Because yesterday I wrote a long, serious post, today I present you with my dream match-ups for playing some of my favorite board games with people from the Bible. (You mean you don’t think about things like this? What a boring life you must lead.)
And before you ask, I’m doing my best to pick people who would actually be good at the game in question. There is no point in playing a board game unless it’s going to be a challenge. Anyone who thinks otherwise…go play a rousing round of Candy Land.
Monopoly: First, let’s admit that after the first two hours, there’s really no way to make this game fun. Because of this, I choose to play against Job, who would shame me with his patience. (Also—and I fully acknowledge that this is terrible—it would be interesting to see if halfway through the game he lost all of his possessions through a freakish series of events that look like incredibly bad luck.)
Balderdash or Malarky: The names of these games are key: you basically invent definitions to words or answers to strange questions and try to make them sound like the truth. Our friendly Egyptian midwives, Shiphrah and Puah, who seem pretty talented at pulling complete lies that seem reasonably plausible out of thin air, seem to be good choices on this one. Possibly also Sarah, with her experience pretending to be Abraham’s sister as well as her what-me?-I’m-not-laughing line. (Anyone who has the guts to lie to angels is going to do well with these games.)
Risk: My generals of choice would be Deborah and Joshua. Tactically-minded, good at making treaties but not breaking them (at least not often), and probably pretty competitive. If we want things to get really crazy, we’ll invite Saul and David’s generals, Joab and Abner, to the party. (Sidenote: am I the only one who was always really confused as to whose side they were on?)
Scrabble: Or insert the word game of your choice. This one, I’m making it a family thing. David, Abigail, and Solomon. It might be slightly awkward for Solomon, with the whole Dad’s-other-wife thing, but all three were great with words, though in different ways. Bonus points if David manages to make all of his words an acrostic poem.
Settlers of Catan: I’m playing Nehemiah for this one. He’s got the organizational mind and leadership skills for it. I mean, come on, the guy supervised the construction of an entire city wall in less time than it takes most modern road constructions to be finished. I could see him trying to take both the Largest Army and Longest Road points, though, what with his be-ready-to-fight-while-you-build strategy.

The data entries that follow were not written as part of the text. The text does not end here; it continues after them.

/// Tree filtering by file name.
///
/// A [`SearchQuery`] holds an optional substring test and an optional regex
/// test. [`filter_tree`] keeps every file that passes both, plus the
/// directories needed to reach it, in a fresh tree. The input is never
/// modified.
use crate::error::SearchError;
use crate::model::{FileTree, NodeIndex};
use regex::Regex;

/// A compiled name query.
#[derive(Debug, Clone)]
pub struct SearchQuery {
    contains: Option<String>,
    regex: Option<Regex>,
    case_insensitive: bool,
    invert: bool,
}

impl SearchQuery {
    /// Build a query. Empty strings count as "no test".
    ///
    /// With `case_insensitive`, the substring test compares lowercased text
    /// and the regex is compiled with the `(?i)` flag. With `invert`, each
    /// test's outcome is flipped before the two are combined.
    pub fn new(
        contains: Option<&str>,
        regex: Option<&str>,
        case_insensitive: bool,
        invert: bool,
    ) -> Result<Self, SearchError> {
        let contains = contains
            .filter(|s| !s.is_empty())
            .map(|s| if case_insensitive { s.to_lowercase() } else { s.to_string() });

        let regex = match regex.filter(|s| !s.is_empty()) {
            None => None,
            Some(pattern) => {
                let source = if case_insensitive {
                    format!("(?i){pattern}")
                } else {
                    pattern.to_string()
                };
                let compiled = Regex::new(&source).map_err(|source| SearchError::InvalidRegex {
                    pattern: pattern.to_string(),
                    source,
                })?;
                Some(compiled)
            }
        };

        Ok(Self {
            contains,
            regex,
            case_insensitive,
            invert,
        })
    }

    /// Substring-only query.
    pub fn containing(text: &str, case_insensitive: bool, invert: bool) -> Self {
        Self {
            contains: Some(text)
                .filter(|s| !s.is_empty())
                .map(|s| if case_insensitive { s.to_lowercase() } else { s.to_string() }),
            regex: None,
            case_insensitive,
            invert,
        }
    }

    /// `true` when neither test is set; filtering then returns a plain clone.
    pub fn is_noop(&self) -> bool {
        self.contains.is_none() && self.regex.is_none()
    }

    /// Both tests, each XOR `invert`, combined with AND.
    pub fn matches_name(&self, name: &str) -> bool {
        self.check_contains(name) && self.check_regex(name)
    }

    fn check_contains(&self, name: &str) -> bool {
        let Some(needle) = &self.contains else {
            return true;
        };
        let found = if self.case_insensitive {
            name.to_lowercase().contains(needle.as_str())
        } else {
            name.contains(needle.as_str())
        };
        found != self.invert
    }

    fn check_regex(&self, name: &str) -> bool {
        let Some(re) = &self.regex else {
            return true;
        };
        let found = if self.case_insensitive {
            re.is_match(&name.to_lowercase())
        } else {
            re.is_match(name)
        };
        found != self.invert
    }
}

/// Produce a filtered copy of `tree`.
///
/// Files are weighted 1 when they match, directories sum their children, and
/// every zero-weight subtree is pruned. The root always survives, even with
/// nothing left under it.
pub fn filter_tree(tree: &FileTree, query: &SearchQuery) -> FileTree {
    filter_tree_mapped(tree, query).0
}

/// [`filter_tree`] plus, for each node of the result, its index in `tree`.
pub(crate) fn filter_tree_mapped(tree: &FileTree, query: &SearchQuery) -> (FileTree, Vec<NodeIndex>) {
    if query.is_noop() {
        return tree.extract_mapped(|_, _| true);
    }

    // Detached slots are never visited and keep weight 0.
    let weights = compute_weights(tree, query);
    tree.extract_mapped(|idx, _| weights[idx.idx()] > 0)
}

/// Post-order weights, indexed by arena slot.
fn compute_weights(tree: &FileTree, query: &SearchQuery) -> Vec<u32> {
    let order: Vec<NodeIndex> = tree.descendants(tree.root()).map(|(idx, _)| idx).collect();
    let mut weights = vec![0u32; tree.len()];

    // Reverse pre-order visits every child before its parent.
    for &idx in order.iter().rev() {
        let node = tree.node(idx);
        weights[idx.idx()] = if node.is_dir {
            node.children.iter().map(|c| weights[c.idx()]).sum()
        } else {
            u32::from(query.matches_name(&node.name))
        };
    }
    weights
}
/// Platform-specific functionality: on-disk size probing and permission bits.

pub mod disk_usage;
pub mod permissions;

pub use disk_usage::{default_probe, ClusterProbe, DiskUsageProbe, DEFAULT_CLUSTER_SIZE};
#[cfg(unix)]
pub use disk_usage::{BlockProbe, UNIX_BLOCK_SIZE};
pub use permissions::file_mode;
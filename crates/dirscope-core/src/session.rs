/// Application state for a presentation layer.
///
/// A session owns the scanned tree (`original`) and the tree currently shown
/// (`view`), which is either a plain copy of the original or the result of a
/// search. Node indices handed to the session always refer to the **view**.
///
/// Mutations touch the disk and the original tree, then re-derive the view
/// from the active query. Each view node remembers which original node it
/// was copied from, so a mutation always hits the selected entry even when
/// siblings share a display name. Marks are indices into the view, so every
/// change of view clears them.
use crate::error::{SearchError, TreeError};
use crate::model::{FileNode, FileTree, NodeIndex, SizeFormat};
use crate::output::{summary_line, NodeDetails};
use crate::platform::{default_probe, DiskUsageProbe};
use crate::search::{filter_tree_mapped, SearchQuery};
use std::collections::BTreeSet;
use std::path::{Path, PathBuf};
use tracing::debug;

pub struct Session {
    // ── Trees ──────────────────────────────────────────
    original: FileTree,
    view: FileTree,
    /// `origin[i]` is the original node that view node `i` was copied from.
    origin: Vec<NodeIndex>,
    /// Path the original tree was scanned from.
    base: PathBuf,

    // ── View state ─────────────────────────────────────
    pub format: SizeFormat,
    query: Option<SearchQuery>,
    marked: BTreeSet<NodeIndex>,

    probe: &'static dyn DiskUsageProbe,
}

impl Session {
    pub fn new(tree: FileTree, base: impl Into<PathBuf>) -> Self {
        Self::with_probe(tree, base, default_probe())
    }

    /// Session whose created files are sized with `probe`.
    pub fn with_probe(
        tree: FileTree,
        base: impl Into<PathBuf>,
        probe: &'static dyn DiskUsageProbe,
    ) -> Self {
        let (view, origin) = tree.extract_mapped(|_, _| true);
        Self {
            original: tree,
            view,
            origin,
            base: base.into(),
            format: SizeFormat::default(),
            query: None,
            marked: BTreeSet::new(),
            probe,
        }
    }

    pub fn original(&self) -> &FileTree {
        &self.original
    }

    pub fn view(&self) -> &FileTree {
        &self.view
    }

    pub fn base(&self) -> &Path {
        &self.base
    }

    /// The query behind the current view, if it is filtered.
    pub fn query(&self) -> Option<&SearchQuery> {
        self.query.as_ref()
    }

    // ── Filtering ──────────────────────────────────────

    /// Replace the view with the original filtered by `query`.
    /// A no-op query behaves like [`Session::restore_original`].
    pub fn apply_filter(&mut self, query: SearchQuery) {
        self.query = (!query.is_noop()).then_some(query);
        self.refresh_view();
    }

    /// Build a query from raw inputs and apply it.
    pub fn search(
        &mut self,
        contains: Option<&str>,
        regex: Option<&str>,
        case_insensitive: bool,
        invert: bool,
    ) -> Result<(), SearchError> {
        let query = SearchQuery::new(contains, regex, case_insensitive, invert)?;
        self.apply_filter(query);
        Ok(())
    }

    /// Show the full original tree again.
    pub fn restore_original(&mut self) {
        self.query = None;
        self.refresh_view();
    }

    fn refresh_view(&mut self) {
        (self.view, self.origin) = match &self.query {
            Some(query) => filter_tree_mapped(&self.original, query),
            None => self.original.extract_mapped(|_, _| true),
        };
        self.marked.clear();
        debug!(
            "View rebuilt: {} of {} nodes",
            self.view.len(),
            self.original.len()
        );
    }

    // ── Marks ──────────────────────────────────────────

    /// Flip the mark on `index`; returns whether it is now marked.
    /// Indices outside the current view are ignored.
    pub fn toggle_mark(&mut self, index: NodeIndex) -> bool {
        if index.idx() >= self.view.len() {
            return false;
        }
        if self.marked.remove(&index) {
            false
        } else {
            self.marked.insert(index);
            true
        }
    }

    pub fn is_marked(&self, index: NodeIndex) -> bool {
        self.marked.contains(&index)
    }

    pub fn unmark_all(&mut self) {
        self.marked.clear();
    }

    /// Full paths of every marked node, in arena order.
    pub fn marked_paths(&self) -> Vec<PathBuf> {
        self.marked
            .iter()
            .map(|&idx| self.view.relative_path(idx, &self.base))
            .collect()
    }

    // ── Mutations ──────────────────────────────────────

    /// Create an empty file `name` in the directory `index`, or in the
    /// parent directory when `index` is a file. Returns the new file's path.
    pub fn create_file(&mut self, index: NodeIndex, name: &str) -> Result<PathBuf, TreeError> {
        let node = self.view_node(index)?;
        let dir = match (node.is_dir, node.parent) {
            (true, _) => index,
            (false, Some(parent)) => parent,
            (false, None) => return Err(TreeError::NotDirectory(node.name.to_string())),
        };

        let target = self.locate(dir)?;
        let created = self
            .original
            .create_child(target, name, &self.base, self.probe)?;
        let path = self.original.relative_path(created, &self.base);
        self.refresh_view();
        Ok(path)
    }

    /// Delete the file behind `index`. The root and directories are refused.
    pub fn remove_file(&mut self, index: NodeIndex) -> Result<PathBuf, TreeError> {
        let node = self.view_node(index)?;
        if node.parent.is_none() {
            return Err(TreeError::RootRemoval);
        }
        if node.is_dir {
            return Err(TreeError::IsDirectory(node.name.to_string()));
        }

        let target = self.locate(index)?;
        let path = self.original.relative_path(target, &self.base);
        self.original.remove_file(target, &self.base)?;
        self.refresh_view();
        Ok(path)
    }

    fn view_node(&self, index: NodeIndex) -> Result<&FileNode, TreeError> {
        self.view
            .nodes
            .get(index.idx())
            .ok_or_else(|| TreeError::NotFound(format!("view node #{}", index.0)))
    }

    /// Map a view index to the node it was copied from in the original tree.
    fn locate(&self, index: NodeIndex) -> Result<NodeIndex, TreeError> {
        self.origin
            .get(index.idx())
            .copied()
            .ok_or_else(|| TreeError::NotFound(format!("view node #{}", index.0)))
    }

    // ── Display ────────────────────────────────────────

    pub fn details(&self, index: NodeIndex) -> NodeDetails {
        NodeDetails::new(&self.view, index, &self.base, self.format)
    }

    pub fn summary(&self) -> String {
        summary_line(&self.view, self.format)
    }
}
/// Indented plain-text rendering of a tree.
use crate::model::{FileTree, NodeIndex, SizeFormat};
use std::io::{self, Write};

/// One line for a node: `name [size-on-disk]`, indented two spaces per level.
pub fn node_line(tree: &FileTree, index: NodeIndex, depth: usize, format: SizeFormat) -> String {
    let node = tree.node(index);
    format!(
        "{:indent$}{} [{}]",
        "",
        node.name,
        format.format(node.size_on_disk),
        indent = depth * 2
    )
}

/// Write every visible node in pre-order, one per line.
pub fn write_tree<W: Write>(tree: &FileTree, format: SizeFormat, out: &mut W) -> io::Result<()> {
    for (idx, depth) in tree.descendants(tree.root()) {
        writeln!(out, "{}", node_line(tree, idx, depth, format))?;
    }
    Ok(())
}

/// [`write_tree`] into a `String`.
pub fn render_tree(tree: &FileTree, format: SizeFormat) -> String {
    let mut buf = Vec::new();
    // Writing to a Vec cannot fail.
    let _ = write_tree(tree, format, &mut buf);
    String::from_utf8_lossy(&buf).into_owned()
}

Bang!: This card game needs at least four players. I’m assuming that I’m the sheriff, and my opponents were chosen for general Wild-West-style personalities and experience living out in the wilderness. So, Moses is the outlaw, Elisha is the deputy, and John the Baptist is the renegade. With this combination, I really could not tell you who would win. (But John the Baptist would get put in prison, Moses would probably shoot first, and Elisha would never run out of cards.)
Ticket to Ride: Once the apostle Paul got over the strange new transportation technology featured on the board, he would be a pro at this game, because he had to manage so many complicated travel routes on his missionary journeys. Also, he became really good at dealing with setbacks and changing plans, an essential for those times when someone takes the only line you need to complete your route for no other reason than to annoy you. Not that that’s ever happened to me.

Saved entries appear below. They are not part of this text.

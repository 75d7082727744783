/// Data model for the dirscope disk-usage tree.
///
/// Re-exports the arena-allocated tree structure and supporting types.
pub mod file_node;
pub mod file_tree;
mod mutate;
pub mod size;

pub use file_node::{FileNode, NodeIndex};
pub use file_tree::{Descendants, FileTree};
pub use size::{format_count, format_size, parse_byte_size, SizeFormat};
/// Logical and allocated size of a filesystem entry.
///
/// The scanner only ever talks to the [`DiskUsageProbe`] trait, so tests (or
/// callers scanning unusual filesystems) can swap in their own rounding rule.
use std::fs::Metadata;
use std::io;

/// Size of one allocation block as counted by `st_blocks` on Unix.
#[cfg(unix)]
pub const UNIX_BLOCK_SIZE: u64 = 512;

/// Allocation unit assumed where the platform reports no block count.
pub const DEFAULT_CLUSTER_SIZE: u64 = 4096;

/// Computes sizes from entry metadata. Must be a pure function of `metadata`.
pub trait DiskUsageProbe: Send + Sync {
    /// Logical length of the entry in bytes.
    fn size(&self, metadata: &Metadata) -> io::Result<u64>;

    /// Bytes actually allocated for the entry.
    fn size_on_disk(&self, metadata: &Metadata) -> io::Result<u64>;
}

/// Uses the block count reported by `lstat`.
#[cfg(unix)]
#[derive(Debug, Clone, Copy, Default)]
pub struct BlockProbe;

#[cfg(unix)]
impl DiskUsageProbe for BlockProbe {
    fn size(&self, metadata: &Metadata) -> io::Result<u64> {
        Ok(metadata.len())
    }

    fn size_on_disk(&self, metadata: &Metadata) -> io::Result<u64> {
        use std::os::unix::fs::MetadataExt;
        Ok(metadata.blocks() * UNIX_BLOCK_SIZE)
    }
}

/// Rounds the logical size up to a whole number of clusters.
#[derive(Debug, Clone, Copy)]
pub struct ClusterProbe {
    pub cluster_size: u64,
}

impl ClusterProbe {
    pub const DEFAULT: Self = Self {
        cluster_size: DEFAULT_CLUSTER_SIZE,
    };

    /// Round `size` up to the next cluster boundary.
    pub fn round_up(&self, size: u64) -> u64 {
        if self.cluster_size == 0 {
            return size;
        }
        size.div_ceil(self.cluster_size) * self.cluster_size
    }
}

impl Default for ClusterProbe {
    fn default() -> Self {
        Self::DEFAULT
    }
}

impl DiskUsageProbe for ClusterProbe {
    fn size(&self, metadata: &Metadata) -> io::Result<u64> {
        Ok(metadata.len())
    }

    fn size_on_disk(&self, metadata: &Metadata) -> io::Result<u64> {
        Ok(self.round_up(metadata.len()))
    }
}

#[cfg(unix)]
static NATIVE_PROBE: BlockProbe = BlockProbe;

#[cfg(not(unix))]
static NATIVE_PROBE: ClusterProbe = ClusterProbe::DEFAULT;

/// The probe matching the current platform.
pub fn default_probe() -> &'static dyn DiskUsageProbe {
    &NATIVE_PROBE
}
/// Permission and file-type bits for display.
use std::fs::Metadata;

/// Directory type bit, as in `S_IFDIR`.
pub const MODE_DIR: u32 = 0o040_000;
/// Symbolic link type bit, as in `S_IFLNK`.
pub const MODE_SYMLINK: u32 = 0o120_000;
/// Mask selecting the file-type bits.
pub const MODE_TYPE_MASK: u32 = 0o170_000;

/// Raw mode bits as reported by `lstat`.
#[cfg(unix)]
pub fn file_mode(metadata: &Metadata) -> u32 {
    use std::os::unix::fs::PermissionsExt;
    metadata.permissions().mode()
}

/// Synthesised Unix-style mode for platforms without one: type bits plus
/// `rwx` derived from the read-only flag.
#[cfg(not(unix))]
pub fn file_mode(metadata: &Metadata) -> u32 {
    let file_type = metadata.file_type();
    let readonly = metadata.permissions().readonly();
    let kind = if file_type.is_dir() {
        MODE_DIR
    } else if file_type.is_symlink() {
        MODE_SYMLINK
    } else {
        0o100_000
    };
    let perms = match (file_type.is_dir(), readonly) {
        (true, false) => 0o755,
        (true, true) => 0o555,
        (false, false) => 0o644,
        (false, true) => 0o444,
    };
    kind | perms
}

Mafia: Jesus and the disciples. I have probably said this before, but it would seriously be hilarious. And yes, Jesus would have to limit his omniscience for this one. Also, I’m just letting you know: if I played a game of Mafia with the disciples and was a member of the mafia, Peter would die first. Every. Single. Time. Because he would probably be the most annoying player. Followed closely by Judas and Thomas, because they would probably be the best players.

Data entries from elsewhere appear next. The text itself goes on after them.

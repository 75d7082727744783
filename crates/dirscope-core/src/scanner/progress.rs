/// Scan progress reporting: lightweight messages sent from the scan
/// thread to whoever holds the [`super::ScanHandle`].
use crate::model::FileTree;
use std::time::Duration;

/// Progress updates sent from the scan thread.
#[derive(Debug)]
pub enum ScanProgress {
    /// Periodic update with running totals.
    Update {
        files_found: u64,
        dirs_found: u64,
        total_size: u64,
        current_path: String,
    },
    /// A non-fatal error (e.g. permission denied on one entry).
    Error { path: String, message: String },
    /// Scanning completed; the tree is aggregated and, if requested, sorted.
    Complete {
        tree: Box<FileTree>,
        duration: Duration,
        error_count: u64,
    },
    /// The scan could not produce a tree (e.g. the root is unreadable).
    Failed { message: String },
    /// Scan was cancelled through the handle.
    Cancelled,
}

impl ScanProgress {
    /// `true` for the last message a scan ever sends.
    pub fn is_terminal(&self) -> bool {
        matches!(
            self,
            Self::Complete { .. } | Self::Failed { .. } | Self::Cancelled
        )
    }
}
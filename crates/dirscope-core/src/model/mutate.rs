/// Structural mutations that also touch the filesystem.
///
/// Both operations keep ancestor aggregates in step with the change, so the
/// walker's invariant (a directory's size is the sum of everything found below
/// it) still holds after the tree has been edited.
use super::file_node::{FileNode, NodeIndex};
use super::file_tree::FileTree;
use crate::error::TreeError;
use crate::platform::{file_mode, DiskUsageProbe};
use compact_str::CompactString;
use std::fs::{self, OpenOptions};
use std::path::Path;
use tracing::info;

impl FileTree {
    /// Delete the file behind a leaf node and detach it from its parent.
    ///
    /// `base` is the path the tree was scanned from. Directories and the root
    /// are refused. The file is deleted first, so a failed delete leaves the
    /// tree untouched.
    pub fn remove_file(&mut self, index: NodeIndex, base: &Path) -> Result<(), TreeError> {
        let node = self.node(index);
        let Some(parent) = node.parent else {
            return Err(TreeError::RootRemoval);
        };
        if node.is_dir {
            return Err(TreeError::IsDirectory(node.name.to_string()));
        }
        let (size, size_on_disk) = (node.size, node.size_on_disk);

        let path = self.relative_path(index, base);
        fs::remove_file(&path).map_err(|source| TreeError::Io {
            path: path.clone(),
            source,
        })?;

        if self.remove_child(parent, index) {
            self.shrink_ancestors(index, size, size_on_disk);
        }
        info!("Removed {}", path.display());
        Ok(())
    }

    /// Create a new empty file named `name` inside the directory `index`.
    ///
    /// Fails if `index` is not a directory, if `name` is not a plain file
    /// name, or if something already exists at the target path.
    pub fn create_child(
        &mut self,
        index: NodeIndex,
        name: &str,
        base: &Path,
        probe: &dyn DiskUsageProbe,
    ) -> Result<NodeIndex, TreeError> {
        let parent = self.node(index);
        if !parent.is_dir {
            return Err(TreeError::NotDirectory(parent.name.to_string()));
        }
        if !is_plain_name(name) {
            return Err(TreeError::InvalidName(name.to_string()));
        }

        let path = self.relative_path(index, base).join(name);
        if fs::symlink_metadata(&path).is_ok() {
            return Err(TreeError::AlreadyExists(path));
        }

        let io_err = |source| TreeError::Io {
            path: path.clone(),
            source,
        };
        // `create_new` closes the gap between the existence check and creation.
        let file = OpenOptions::new()
            .write(true)
            .create_new(true)
            .open(&path)
            .map_err(|source| match source.kind() {
                std::io::ErrorKind::AlreadyExists => TreeError::AlreadyExists(path.clone()),
                _ => io_err(source),
            })?;
        let metadata = file.metadata().map_err(io_err)?;
        let size = probe.size(&metadata).map_err(io_err)?;
        let size_on_disk = probe.size_on_disk(&metadata).map_err(io_err)?;

        let mut node = FileNode::new_file(CompactString::new(name), size, size_on_disk);
        node.mode = file_mode(&metadata);
        node.modified = metadata.modified().ok();

        let child = self.add_child(index, node);
        self.grow_ancestors(child, size, size_on_disk);
        info!("Created {}", path.display());
        Ok(child)
    }
}

fn is_plain_name(name: &str) -> bool {
    !name.is_empty()
        && name != "."
        && name != ".."
        && !name.contains(['/', '\\', '\0'])
}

Pandemic: I was really tempted to say Luke just because he was a doctor. But then I realized that with his attention to detail, he actually would be a good player. This game is cooperative, meaning you all work together against the board, so I’ll add in Ruth and Boaz, because they’re the cutest couple ever and don’t seem the type to just run over everyone with their plan.
Space Alert: For those of you who have not played this one, it is a timed, incredibly stressful panic attack disguised as a game and I pretend to hate it (I’m really just awful at it because I don’t have the capability to multitask). It’s also a cooperative game. With that in mind, I’m picking people who seem to be good under pressure and who can just tell me what to do. My fellow players are Esther, Daniel, and any of the Shadrach, Meshach, and Abednego trio who happen to be around. Go Team Exile!
The Resistance: Kind of like Mafia, but with more complicated logic and more pressure to look and sound completely innocent. The more people you have, the more fun it is. So, let’s get all the liars of the Bible on board for this one: Adam and Eve, Rahab, Laban, Michal, and Ananias and Sapphira. Just for fun.
Anyone else? What about Clue? Dutch Blitz? Battleship? [Insert Board Game of Your Choice Here]?